This is the time for real action by real men. Instead we have a bunch  of stupid, wimpy, inexperienced, academic children playing with matches  and gasoline. There is zero leadership, so get ready to run. 


Technically, weekly gold is supported at $1,207 and capped at $1,265, (chart below) the former recent high price. However, by using more elaborate and technical charts (not shown) we find the new gold support on December, 2010, gold futures to be $1,175. Seasonally, gold should sell mildly once more to that projected number and then rebound in a new fall rally taking prices much higher.


Other more dominant market forces in bond credit and international stock markets could create unmeasured mayhem depending upon the ability of central bankers to keep things under control. These people are riding a bucking bronco and we think they are about to get tossed-off this horse. If in fact this occurs, our $1,325-$1,375 gold forecast could just be a door-opening beginning.


There is really no way to measure Black Swans, particularly when a whole flock is now flying in large formation. It only takes one slip like the Long Term Capital (LTC) multi-billions mistake back in the 1990’s. That mess scared the wits out of a lot of people as the Big Black Nasty Bird was an unexpected failure in Russian Bonds. This time the stakes are much higher on several fronts. No one can tell me Chopper Ben and Timmy “The Kid” Geithner really have a grip on this mess.


This markets’ dilemma is an impossible dream. The manipulators still have tools and they will do anything legal or illegal (Witness Former Treasury Secretary, Hank Paulson’s TARP Robbery) to keep it all glued together with bubble gum and bailing wire.


As we have said so many times, when the bond markets renounce Chopper Ben’s bond Games, it’s all over. In our view, we are very near to that date but of course cannot pin-point it exactly and neither can anyone else. As they say, this is when the rubber meets the road. This is the time for real action by real men. Instead we have a bunch of stupid, wimpy, inexperienced academic children playing with matches and gasoline. There is zero leadership, so get ready to run.


Be very careful in any stock or bond market. We like physical gold and silver, select senior and junior precious metal shares, very specific property locations (by nation) and top flight management. Further, they better not be under any severe pressure to raise more operating capital in this weird credit environment.


For trading, we are recommending gold and silver spreads, grain, and certain other futures and options spreads. For the primary stock market there are several select choices among more than one country for going short and staying short. Remember, it can take weeks or months climbing up the hill on the long side. But, coming down on the short side it’s many times faster and much more exciting.

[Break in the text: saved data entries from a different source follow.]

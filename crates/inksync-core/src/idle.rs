//! Idle/active/away tracking driven by activity signals.

use crate::presence::UserIdleState;
use std::sync::mpsc::{Receiver, Sender, channel};
use std::time::{Duration, Instant};

/// Raw activity reported by the host.
#[derive(Debug, Clone, Copy, PartialEq, Eq)]
pub enum ActivitySignal {
    /// Pointer moved over the canvas
    PointerMove,
    /// Document became hidden
    Hidden,
    /// Document became visible again
    Visible,
}

/// Source of activity signals polled by the session.
pub trait ActivitySource {
    /// Take every signal observed since the last call.
    fn drain(&mut self) -> Vec<ActivitySignal>;
}

/// Activity source fed through a channel, usable from any thread.
pub struct ChannelActivitySource {
    rx: Receiver<ActivitySignal>,
}

impl ChannelActivitySource {
    /// Create the source together with the sender the host reports into.
    pub fn new() -> (Sender<ActivitySignal>, Self) {
        let (tx, rx) = channel();
        (tx, Self { rx })
    }
}

impl ActivitySource for ChannelActivitySource {
    fn drain(&mut self) -> Vec<ActivitySignal> {
        self.rx.try_iter().collect()
    }
}

/// Idle state machine.
///
/// Pointer activity reports `Active` (re-reported every `active_threshold`
/// while it continues) and arms an idle deadline. Hiding the document reports
/// `Away` and disarms both timers; showing it reports `Active` again.
#[derive(Debug)]
pub struct IdleDetector {
    idle_threshold: Duration,
    active_threshold: Duration,
    state: UserIdleState,
    idle_deadline: Option<Instant>,
    /// Next time an ongoing pointer stream re-reports `Active`.
    heartbeat_at: Option<Instant>,
}

impl IdleDetector {
    pub fn new(idle_threshold: Duration, active_threshold: Duration) -> Self {
        Self {
            idle_threshold,
            active_threshold,
            state: UserIdleState::Active,
            idle_deadline: None,
            heartbeat_at: None,
        }
    }

    pub fn state(&self) -> UserIdleState {
        self.state
    }

    /// Apply a signal, returning the state to broadcast if one is due.
    pub fn handle_signal(&mut self, signal: ActivitySignal, now: Instant) -> Option<UserIdleState> {
        match signal {
            ActivitySignal::PointerMove => {
                self.idle_deadline = Some(now + self.idle_threshold);
                let heartbeat_due = self.heartbeat_at.is_none_or(|at| now >= at);
                if self.state != UserIdleState::Active || heartbeat_due {
                    self.heartbeat_at = Some(now + self.active_threshold);
                    return Some(self.transition(UserIdleState::Active));
                }
                None
            }
            ActivitySignal::Hidden => {
                self.idle_deadline = None;
                self.heartbeat_at = None;
                Some(self.transition(UserIdleState::Away))
            }
            ActivitySignal::Visible => {
                self.idle_deadline = Some(now + self.idle_threshold);
                self.heartbeat_at = Some(now + self.active_threshold);
                Some(self.transition(UserIdleState::Active))
            }
        }
    }

    /// Advance timers; returns `Idle` once the pointer has been quiet long enough.
    pub fn tick(&mut self, now: Instant) -> Option<UserIdleState> {
        match self.idle_deadline {
            Some(deadline) if now >= deadline => {
                self.idle_deadline = None;
                self.heartbeat_at = None;
                Some(self.transition(UserIdleState::Idle))
            }
            _ => None,
        }
    }

    /// Disarm all timers and return to `Active` without reporting.
    pub fn reset(&mut self) {
        self.state = UserIdleState::Active;
        self.idle_deadline = None;
        self.heartbeat_at = None;
    }

    fn transition(&mut self, next: UserIdleState) -> UserIdleState {
        if self.state != next {
            log::debug!("Idle state {:?} -> {:?}", self.state, next);
        }
        self.state = next;
        next
    }
}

To put it bluntly, we think bonds of all kinds just stink. Can they be traded, you bet. However, you better be a very fast screen watcher with your hand on the mouse to avoid getting ripped. We think this kind of trading is for the pros and there are easier ways to earn money without a heart attack.

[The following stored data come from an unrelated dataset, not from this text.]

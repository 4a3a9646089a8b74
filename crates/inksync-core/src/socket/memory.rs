//! In-process relay for tests and single-process embedding.
//!
//! [`MemoryHub`] routes frames between its sockets with the same room
//! semantics as the relay server, synchronously and without encryption
//! awareness.

use super::{ConnectionState, SocketConnector, SocketError, SocketEvent, SocketTransport};
use crate::presence::{FollowAction, SocketId};
use crate::protocol::{ClientFrame, ServerFrame};
use crate::room::RoomLinkData;
use std::cell::RefCell;
use std::collections::HashMap;
use std::rc::Rc;

#[derive(Default)]
struct HubState {
    inboxes: HashMap<SocketId, Vec<SocketEvent>>,
    /// Room name -> members in join order.
    rooms: HashMap<String, Vec<SocketId>>,
    sent: HashMap<SocketId, Vec<ClientFrame>>,
    refuse_connections: Option<String>,
    drop_volatile: bool,
    next_id: u64,
}

impl HubState {
    fn push(&mut self, socket_id: &str, event: SocketEvent) {
        if let Some(inbox) = self.inboxes.get_mut(socket_id) {
            inbox.push(event);
        }
    }

    fn push_frame(&mut self, socket_id: &str, frame: ServerFrame) {
        self.push(socket_id, SocketEvent::Frame(frame));
    }

    fn members(&self, room: &str) -> Vec<SocketId> {
        self.rooms.get(room).cloned().unwrap_or_default()
    }

    fn join(&mut self, socket_id: &str, room: &str) {
        let members = self.rooms.entry(room.to_string()).or_default();
        if members.iter().any(|m| m == socket_id) {
            return;
        }
        members.push(socket_id.to_string());
        let members = members.clone();

        if members.len() == 1 {
            self.push_frame(socket_id, ServerFrame::FirstInRoom);
        } else {
            for other in members.iter().filter(|m| *m != socket_id) {
                self.push_frame(other, ServerFrame::NewUser { socket_id: socket_id.to_string() });
            }
        }
        self.announce_roster(room);
    }

    fn announce_roster(&mut self, room: &str) {
        let clients = self.members(room);
        for member in &clients {
            self.push_frame(member, ServerFrame::RoomUserChange { clients: clients.clone() });
        }
    }

    fn set_following(&mut self, socket_id: &str, target: &str, action: FollowAction) {
        let room = RoomLinkData::follow_room(target);
        let members = self.rooms.entry(room.clone()).or_default();
        match action {
            FollowAction::Follow => {
                if !members.iter().any(|m| m == socket_id) {
                    members.push(socket_id.to_string());
                }
            }
            FollowAction::Unfollow => members.retain(|m| m != socket_id),
        }
        let followed_by = self.members(&room);
        self.push_frame(target, ServerFrame::UserFollowRoomChange { followed_by });
    }

    fn leave_all(&mut self, socket_id: &str) {
        let joined: Vec<String> = self
            .rooms
            .iter()
            .filter(|(_, members)| members.iter().any(|m| m == socket_id))
            .map(|(room, _)| room.clone())
            .collect();
        for room in joined {
            if let Some(members) = self.rooms.get_mut(&room) {
                members.retain(|m| m != socket_id);
            }
            match room.strip_prefix("follow@") {
                Some(target) => {
                    let target = target.to_string();
                    let followed_by = self.members(&room);
                    self.push_frame(&target, ServerFrame::UserFollowRoomChange { followed_by });
                }
                None => self.announce_roster(&room),
            }
        }
        self.rooms.retain(|_, members| !members.is_empty());
    }

    fn route(&mut self, from: &str, frame: &ClientFrame) {
        match frame {
            ClientFrame::JoinRoom { room } => self.join(from, room),
            ClientFrame::ServerBroadcast { room, data, iv }
            | ClientFrame::ServerVolatileBroadcast { room, data, iv } => {
                if frame.is_volatile() && self.drop_volatile {
                    return;
                }
                for member in self.members(room).iter().filter(|m| *m != from) {
                    self.push_frame(
                        member,
                        ServerFrame::ClientBroadcast {
                            data: data.clone(),
                            iv: iv.clone(),
                        },
                    );
                }
            }
            ClientFrame::UserFollow { user_to_follow, action } => {
                self.set_following(from, user_to_follow, *action)
            }
        }
    }
}

/// Shared in-memory relay. Clones refer to the same hub.
#[derive(Clone, Default)]
pub struct MemoryHub {
    state: Rc<RefCell<HubState>>,
}

impl MemoryHub {
    pub fn new() -> Self {
        Self::default()
    }

    /// Make subsequent connections fail with `message`, or accept them again with `None`.
    pub fn refuse_connections(&self, message: Option<&str>) {
        self.state.borrow_mut().refuse_connections = message.map(str::to_string);
    }

    /// Drop every volatile broadcast, as a congested relay would.
    pub fn drop_volatile(&self, drop: bool) {
        self.state.borrow_mut().drop_volatile = drop;
    }

    /// Frames a socket has emitted, oldest first.
    pub fn sent(&self, socket_id: &str) -> Vec<ClientFrame> {
        self.state.borrow().sent.get(socket_id).cloned().unwrap_or_default()
    }

    /// Current members of a room.
    pub fn members(&self, room: &str) -> Vec<SocketId> {
        self.state.borrow().members(room)
    }

    /// Drop a connection from the server side.
    pub fn disconnect(&self, socket_id: &str) {
        let mut state = self.state.borrow_mut();
        state.leave_all(socket_id);
        state.push(socket_id, SocketEvent::Disconnected);
    }

    /// Deliver an event to a socket as if it came from the server.
    pub fn inject(&self, socket_id: &str, event: SocketEvent) {
        self.state.borrow_mut().push(socket_id, event);
    }

    /// Open a socket on this hub.
    pub fn socket(&self) -> MemorySocket {
        let mut state = self.state.borrow_mut();
        state.next_id += 1;
        let id = format!("mem-{}", state.next_id);

        let inbox = match &state.refuse_connections {
            Some(message) => vec![SocketEvent::ConnectError { message: message.clone() }],
            None => vec![
                SocketEvent::Connected,
                SocketEvent::Frame(ServerFrame::InitRoom { socket_id: id.clone() }),
            ],
        };
        state.inboxes.insert(id.clone(), inbox);

        MemorySocket {
            id,
            hub: Rc::clone(&self.state),
            state: ConnectionState::Connecting,
        }
    }
}

impl SocketConnector for MemoryHub {
    type Socket = MemorySocket;

    fn connect(&mut self, _url: &str, _token: Option<&str>) -> Result<MemorySocket, SocketError> {
        Ok(self.socket())
    }
}

/// One connection to a [`MemoryHub`].
pub struct MemorySocket {
    id: SocketId,
    hub: Rc<RefCell<HubState>>,
    state: ConnectionState,
}

impl MemorySocket {
    /// Id the hub assigned to this connection.
    pub fn id(&self) -> &str {
        &self.id
    }
}

impl SocketTransport for MemorySocket {
    fn emit(&mut self, frame: &ClientFrame) -> Result<(), SocketError> {
        if matches!(self.state, ConnectionState::Disconnected | ConnectionState::Error) {
            return Err(SocketError::NotConnected);
        }
        let mut hub = self.hub.borrow_mut();
        hub.sent.entry(self.id.clone()).or_default().push(frame.clone());
        hub.route(&self.id, frame);
        Ok(())
    }

    fn poll_events(&mut self) -> Vec<SocketEvent> {
        let events = self
            .hub
            .borrow_mut()
            .inboxes
            .get_mut(&self.id)
            .map(std::mem::take)
            .unwrap_or_default();
        for event in &events {
            match event {
                SocketEvent::Connected => self.state = ConnectionState::Connected,
                SocketEvent::Disconnected => self.state = ConnectionState::Disconnected,
                SocketEvent::ConnectError { .. } => self.state = ConnectionState::Error,
                SocketEvent::Frame(_) => {}
            }
        }
        events
    }

    fn close(&mut self) {
        let mut hub = self.hub.borrow_mut();
        hub.leave_all(&self.id);
        hub.inboxes.remove(&self.id);
        self.state = ConnectionState::Disconnected;
    }

    fn state(&self) -> ConnectionState {
        self.state
    }
}

#[cfg(test)]
mod tests {
    use super::*;

    fn join(socket: &mut MemorySocket, room: &str) {
        socket.emit(&ClientFrame::JoinRoom { room: room.into() }).unwrap();
    }

    #[test]
    fn test_connect_then_init_room() {
        let hub = MemoryHub::new();
        let mut socket = hub.socket();
        let events = socket.poll_events();
        assert_eq!(events[0], SocketEvent::Connected);
        assert_eq!(
            events[1],
            SocketEvent::Frame(ServerFrame::InitRoom { socket_id: socket.id().to_string() })
        );
        assert_eq!(socket.state(), ConnectionState::Connected);
    }

    #[test]
    fn test_first_in_room_then_new_user() {
        let hub = MemoryHub::new();
        let mut a = hub.socket();
        let mut b = hub.socket();
        a.poll_events();
        b.poll_events();

        join(&mut a, "room");
        assert!(a.poll_events().contains(&SocketEvent::Frame(ServerFrame::FirstInRoom)));

        join(&mut b, "room");
        let a_events = a.poll_events();
        assert!(a_events.contains(&SocketEvent::Frame(ServerFrame::NewUser {
            socket_id: b.id().to_string()
        })));
        let b_events = b.poll_events();
        assert!(!b_events.contains(&SocketEvent::Frame(ServerFrame::FirstInRoom)));
        assert!(b_events.iter().any(|e| matches!(
            e,
            SocketEvent::Frame(ServerFrame::RoomUserChange { clients }) if clients.len() == 2
        )));
    }

    #[test]
    fn test_broadcast_skips_sender_and_volatile_can_drop() {
        let hub = MemoryHub::new();
        let mut a = hub.socket();
        let mut b = hub.socket();
        join(&mut a, "room");
        join(&mut b, "room");
        a.poll_events();
        b.poll_events();

        a.emit(&ClientFrame::broadcast("room", b"iv", b"x", false)).unwrap();
        assert!(a.poll_events().is_empty());
        assert_eq!(b.poll_events().len(), 1);

        hub.drop_volatile(true);
        a.emit(&ClientFrame::broadcast("room", b"iv", b"x", true)).unwrap();
        assert!(b.poll_events().is_empty());
    }

    #[test]
    fn test_refused_connection() {
        let mut hub = MemoryHub::new();
        hub.refuse_connections(Some("nope"));
        let mut socket = hub.connect("ws://ignored", None).unwrap();
        assert_eq!(
            socket.poll_events(),
            vec![SocketEvent::ConnectError { message: "nope".into() }]
        );
        assert!(socket.emit(&ClientFrame::JoinRoom { room: "r".into() }).is_err());
    }

    #[test]
    fn test_close_updates_roster_and_followers() {
        let hub = MemoryHub::new();
        let mut a = hub.socket();
        let mut b = hub.socket();
        join(&mut a, "room");
        join(&mut b, "room");
        b.emit(&ClientFrame::UserFollow {
            user_to_follow: a.id().to_string(),
            action: FollowAction::Follow,
        })
        .unwrap();
        let events = a.poll_events();
        assert!(events.contains(&SocketEvent::Frame(ServerFrame::UserFollowRoomChange {
            followed_by: vec![b.id().to_string()]
        })));

        b.close();
        let events = a.poll_events();
        assert!(events.contains(&SocketEvent::Frame(ServerFrame::RoomUserChange {
            clients: vec![a.id().to_string()]
        })));
        assert!(events.contains(&SocketEvent::Frame(ServerFrame::UserFollowRoomChange {
            followed_by: vec![]
        })));
    }
}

Watch out for faster markets, more volatility and surprises in all directions. One example: We think the Euro is a goner but China is shedding US Dollars for Euros. Obviously, they think the Euro is safer than the dollar for now. We think the opposite is true but the Chinese own way too much US currency, bonds and bills.



Both gold and precious metals shares (XAU) are squeezed in triangles. Before price hits the triangles’ apex, we suggest they both break-out through top channel line resistance and take-off in new fall rallies from the end of this month to nearly Thanksgiving. After  that holiday, expect even more buying after a normal, technical, profit-taking pullback.



Note the end of summer gold rallies just before the “O’s” for October many years in a row.


What ever happens to foreign economies, credit and banking along with the American vote in November… could be a major turning point in world affairs affecting all citizens world-wide. This is a generational changing series of events. It might be prolonged but we think not. Prepare for several smashes and crashes from later in this month of August  through nasty springs and falls all the way to 2012 when I predict World War III begins over energy, economics and settlement of several old grudges; some of them being 5,000 years old.


The US Dollar and American standard of living  shall be cut in half over the next few years.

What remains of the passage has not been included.